Typical BT thinking... nice shiny new exchange filled with Old Tech copper connections. Isnt it time OFCOM dragged BT kicking and screaming into the 21st century?

  • warweezil
  • over 13 years ago

Now thats what I call a 21CN!

I wonder just how high copper prices need to rise, for BT to fall out of love with it.

  • Dave2150
  • over 13 years ago

Wow more guess-timate figures from a company that obviously wasted money on a faulty calculator. For a couple of those areas id say those figures are wildly over estimated, and for a couple of other areas id say they are under estimated lol. Id say obviously the figures dont include cable and LLU figures, if you factor those into some of their figures they are basically saying every home has broadband lol

  • over 13 years ago

What data do you have to suggest that the data is wrong?

As I understand it this includes BT Wholesale, LLU connections and cable.

  • andrew
  • thinkbroadband staff
  • over 13 years ago

Part 1 of 2: I think someone needs to consider the average exchange line length weighted factors applicable to the exchanges associated with these towns and figures. I.e. some more rural exchanges / towns will have an inherently higher average line length, meaning, de facto, a higher proportion of people living in that area / connected to those exchanges will be too distant to be able to receive any ADSL service (hence artificially reducing the supposed "take up" in such towns / exchanges).

  • username8
  • over 13 years ago

Part 2 of 2: I.e. if in Swindon 90% of dwellings are within range to receive some form of ADSL service, whereas in Ruralsville, if only 40% of dwellings are within range to receive any form of ADSL service, Ruralsville will never be able to show a statistic better than 40% even where 100% of those that could take up ADSL have done. I.e. the figures should be based on take-up per serviceable line not total lines irrespective of ability to support ASDL / line length.

  • username8
  • over 13 years ago

As someone who lives near and has friends in MK, I can say with a fair amount of authority that precious few people have any form of DSL due to the distance from the few exchanges that serve the area.

Most people get their TV via the BT Cable TV system, which rebroadcasts some channels and gives customers an RF hookup in their house which just goes straight into the back of the TV, no STB required. There's no cable internet to most of the houses in MK, if not any, and other people get digital TV via Sky.

MK's cable is truly "stuck in the 1970s" as one person on DigitalSpy said!

  • ChristopherWoods
  • over 13 years ago

I live in Milton Keynes and the broadband speed is terrible.
I was told that most of MK's network is aluminium instead of copper as copper was expensive in the late 70's!
I only live about 1000m walk from the exchange but my BT ADSL max service gets me 2Mb at best.

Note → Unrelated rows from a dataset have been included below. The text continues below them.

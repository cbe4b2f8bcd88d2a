use maud::{DOCTYPE, Markup, html};

use crate::{session::FlashCategory, validation::ValidationErrors};

// Link styles
pub const LINK_STYLE: &str = "text-blue-600 hover:text-blue-500 \
    dark:text-blue-500 dark:hover:text-blue-400 underline";

pub const LINK_DELETE_STYLE: &str = "text-red-600 hover:text-red-500 \
    dark:text-red-500 dark:hover:text-red-400 underline";

// Button styles
pub const BUTTON_PRIMARY_STYLE: &str = "w-full px-4 py-2 bg-blue-500 \
    dark:bg-blue-600 disabled:bg-blue-700 hover:enabled:bg-blue-600 \
    hover:enabled:dark:bg-blue-700 text-white rounded";

pub const BUTTON_SECONDARY_STYLE: &str = "w-full py-2.5 px-5 mb-2 \
    text-sm font-medium text-gray-900 bg-white rounded border border-gray-200 \
    hover:bg-gray-100 hover:text-blue-700 focus:z-10 dark:bg-gray-800 \
    dark:text-gray-400 dark:border-gray-600 dark:hover:text-white \
    dark:hover:bg-gray-700";

// Form styles
pub const FORM_CONTAINER_STYLE: &str = "flex flex-col items-center px-6 py-8 \
    mx-auto lg:py-0 max-w-md text-gray-900 dark:text-white";
pub const FORM_LABEL_STYLE: &str = "block mb-2 text-sm font-medium text-gray-900 dark:text-white";
pub const FORM_TEXT_INPUT_STYLE: &str = "block w-full p-2.5 rounded text-sm \
    text-gray-900 dark:text-white disabled:text-gray-500 bg-gray-50 \
    dark:bg-gray-700 border border-gray-300 dark:border-gray-600 \
    dark:placeholder-gray-400 focus:ring-blue-600 focus:border-blue-600 \
    focus:dark:border-blue-500 focus:dark:ring-blue-500";

// Table styles
pub const TABLE_HEADER_STYLE: &str = "text-xs text-gray-700 uppercase \
    bg-gray-50 dark:bg-gray-700 dark:text-gray-400";

pub const TABLE_ROW_STYLE: &str = "bg-white border-b dark:bg-gray-800 dark:border-gray-700";

pub const TABLE_CELL_STYLE: &str = "px-6 py-4";

// Page container
pub const PAGE_CONTAINER_STYLE: &str =
    "flex flex-col items-center px-6 py-8 mx-auto lg:py-5 text-gray-900 dark:text-white";

pub const ERROR_TEXT_STYLE: &str = "text-red-500 text-base";

pub fn base(title: &str, content: &Markup) -> Markup {
    html! {
        (DOCTYPE)
        html lang="id"
        {
            head
            {
                meta charset="UTF-8";
                meta name="viewport" content="width=device-width, initial-scale=1.0";
                title { (title) " - Financial Record" }
                link href="/static/main.css" rel="stylesheet";
            }

            body class="container max-w-full min-h-screen bg-gray-50 dark:bg-gray-900"
            {
                (content)
            }
        }
    }
}

pub fn error_view(title: &str, header: &str, description: &str, fix: &str) -> Markup {
    // Template adapted from https://flowbite.com/blocks/marketing/404/
    let content = html!(
        section class="bg-white dark:bg-gray-900"
        {
            div class="py-8 px-4 mx-auto max-w-screen-xl lg:py-16 lg:px-6"
            {
                div class="mx-auto max-w-screen-sm text-center"
                {
                    h1
                        class="mb-4 text-7xl tracking-tight font-extrabold
                            lg:text-9xl text-blue-600 dark:text-blue-500"
                    {
                        (header)
                    }

                    p
                        class="mb-4 text-3xl md:text-4xl tracking-tight
                            font-bold text-gray-900 dark:text-white"
                    {
                        (description)
                    }

                    p
                        class="mb-4 text-1xl md:text-2xl tracking-tight
                            text-gray-900 dark:text-white"
                    {
                        (fix)
                    }

                    a
                        href="/"
                        class="inline-flex text-white bg-blue-600
                            hover:bg-blue-800 focus:ring-4 focus:outline-hidden
                            focus:ring-blue-300 font-medium rounded text-sm px-5
                            py-2.5 text-center dark:focus:ring-blue-900 my-4"
                    {
                        "Kembali ke Beranda"
                    }
                }
            }
        }
    );

    base(title, &content)
}

/// The card layout shared by the log-in and registration pages.
pub fn log_in_register(form_title: &str, flashes: &Markup, form: &Markup) -> Markup {
    html! {
        div class="flex flex-col items-center justify-center px-6 py-8 mx-auto"
        {
            a href="/" class="flex items-center mb-6 text-2xl font-semibold text-gray-900 dark:text-white"
            {
                "Financial Record"
            }

            div class="w-full bg-white rounded-lg shadow dark:border md:mt-0 sm:max-w-md xl:p-0 dark:bg-gray-800 dark:border-gray-700"
            {
                div class="p-6 space-y-4 md:space-y-6 sm:p-8"
                {
                    h1 class="text-xl font-bold leading-tight tracking-tight text-gray-900 md:text-2xl dark:text-white"
                    {
                        (form_title)
                    }

                    (flashes)
                    (form)
                }
            }
        }
    }
}

/// The attributes of a labelled `<input>` element.
pub struct Input<'a> {
    pub name: &'a str,
    pub label: &'a str,
    pub type_: &'a str,
    pub value: &'a str,
    pub required: bool,
}

impl<'a> Input<'a> {
    /// A required text input.
    pub fn text(name: &'a str, label: &'a str, value: &'a str) -> Self {
        Self {
            name,
            label,
            type_: "text",
            value,
            required: true,
        }
    }

    pub fn with_type(self, type_: &'a str) -> Self {
        Self { type_, ..self }
    }

    pub fn optional(self) -> Self {
        Self {
            required: false,
            ..self
        }
    }

    /// Render the input with the error message for its field, if there is one.
    pub fn render(&self, errors: Option<&ValidationErrors>) -> Markup {
        let error_message = errors.and_then(|errors| errors.get(self.name));

        html! {
            div
            {
                label for=(self.name) class=(FORM_LABEL_STYLE)
                {
                    (self.label)
                }

                input
                    type=(self.type_)
                    name=(self.name)
                    id=(self.name)
                    class=(FORM_TEXT_INPUT_STYLE)
                    required[self.required]
                    value=(self.value);

                @if let Some(error_message) = error_message
                {
                    p class=(ERROR_TEXT_STYLE) { (error_message) }
                }
            }
        }
    }
}

/// Alerts for one-time messages, errors are shown first.
pub fn flash_messages(messages: &[(FlashCategory, String)]) -> Markup {
    html! {
        @for (category, message) in messages
        {
            @let style = match category {
                FlashCategory::Success => "p-4 mb-4 text-sm text-green-800 rounded-lg \
                    bg-green-50 dark:bg-gray-800 dark:text-green-400",
                FlashCategory::Error => "p-4 mb-4 text-sm text-red-800 rounded-lg \
                    bg-red-50 dark:bg-gray-800 dark:text-red-400",
            };

            div class=(style) role="alert" data-category=(category.key())
            {
                (message)
            }
        }
    }
}

/// Format an amount of rupiah as "1.500.000,00".
pub fn format_idr(amount: impl Into<i128>) -> String {
    let amount: i128 = amount.into();
    let digits = amount.unsigned_abs().to_string();
    let mut grouped = String::with_capacity(digits.len() + digits.len() / 3 + 4);

    for (i, digit) in digits.chars().enumerate() {
        if i > 0 && (digits.len() - i) % 3 == 0 {
            grouped.push('.');
        }
        grouped.push(digit);
    }

    let sign = if amount < 0 { "-" } else { "" };

    format!("{sign}{grouped},00")
}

Ive been told the network runs from the exchange and follows along the grid roads on the edge of MK estates (MK estates are grid-based squares) - so Im actually alot further away.

Im switching to Be in the hope of more speed. Cant get a cable connection either.

  • Shalaylee
  • over 13 years ago

"What data do you have to suggest that the data is wrong?" - no more data than Point Topic have to suggest it is right. The whole approach of "our survey said x% of AB households have broadband, Swindon has y% of ABs therefore broadband ABs in Swindon = xy/100" {repeat for other socio-economic classes} is interesting but little else.

  • herdwick
  • over 13 years ago

@andrew, i assumed the figures did not include cable as the story regular mentions BT exchanges.
Also as herdwick points out due to the calculation they used the figures ARE wildly inaccurate, unless you asked EVERY single house in a certain area if they had broadband you can NOT get an accurate percentage figure.

  • over 13 years ago

continued... also if you take the Milton Keynes example of "increased take-up by 15.4%". and "may reflect efforts to improve availability in Milton Keynes" yes for some streets that may well be accurate, but we all know in problem areas one street may suddenly have broadband available while the street round the corner may not... I wonder which they used to calculate that 15.4% growth figure huh?